In crafting Act 13, state lawmakers in Pennsylvania clearly wanted to make life as easy as possible for the gas drilling industry, while showing little concern for the rights of other residents and the local laws meant to protect them and the environment.

Among the most outrageous provisions of the law was one called by many a “physician gag order,” which restricted healthcare professionals from getting information on chemicals and other materials used in the drilling process that might be harmful to human health.

On September 28, the Pennsylvania Supreme Court ruled that this element of Act 13, which was passed in 2012, was unconstitutional because it was a “special law” intended to benefit drilling companies and not other industries at the expense of the health of the public. As soon as the law was passed in 2012, there were howls of protest over this provision, because perhaps the most important obligation of elected officials is the protection of the health and wellbeing of their constituents. In this case, lawmakers clearly were concerned with the health and wellbeing of drilling companies.

In striking down that element the court wrote, “It appears no other industry in the Commonwealth has been statutorily shielded in this manner by the imposition of stringent limitations and conditions on the access to, and use by, health professionals of information pertaining to chemicals, substances, or materials used in its operations claimed to be trade secrets or confidential proprietary information.”

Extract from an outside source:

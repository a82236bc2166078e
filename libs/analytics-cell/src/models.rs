pub const ANALYTICS_LOAD_ERROR: &str = "Could not compute analytics for this patient.";

/// Readings shown on the dashboard, newest first.
pub const DASHBOARD_VITALS_LIMIT: u32 = 5;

And that was not the only controversial element of Act 13 the court struck down. The justices also ruled that owners of private wells must be notified if there is a toxic spill at a drilling site that might impact a property owner’s drinking water. The pro-drilling provision in Act 13 required the PA Department of Environmental Protection to notify public water users only in the case of a spill but not private well owners.

The court noted in addressing that issue, that one of the purposes of Act 13 was to protect the health, safety and property of Pennsylvania residents. The court wrote, “We do not conceive how Section 3218.1’s exclusion of notice to over three million of our Commonwealth’s residents who receive their drinking water from wells—roughly a quarter of our population—that their health, or even their property, may be at risk as the result of a spill that has potentially jeopardized the safety of the water they consume, bears any fair and substantial relationship to this objective.”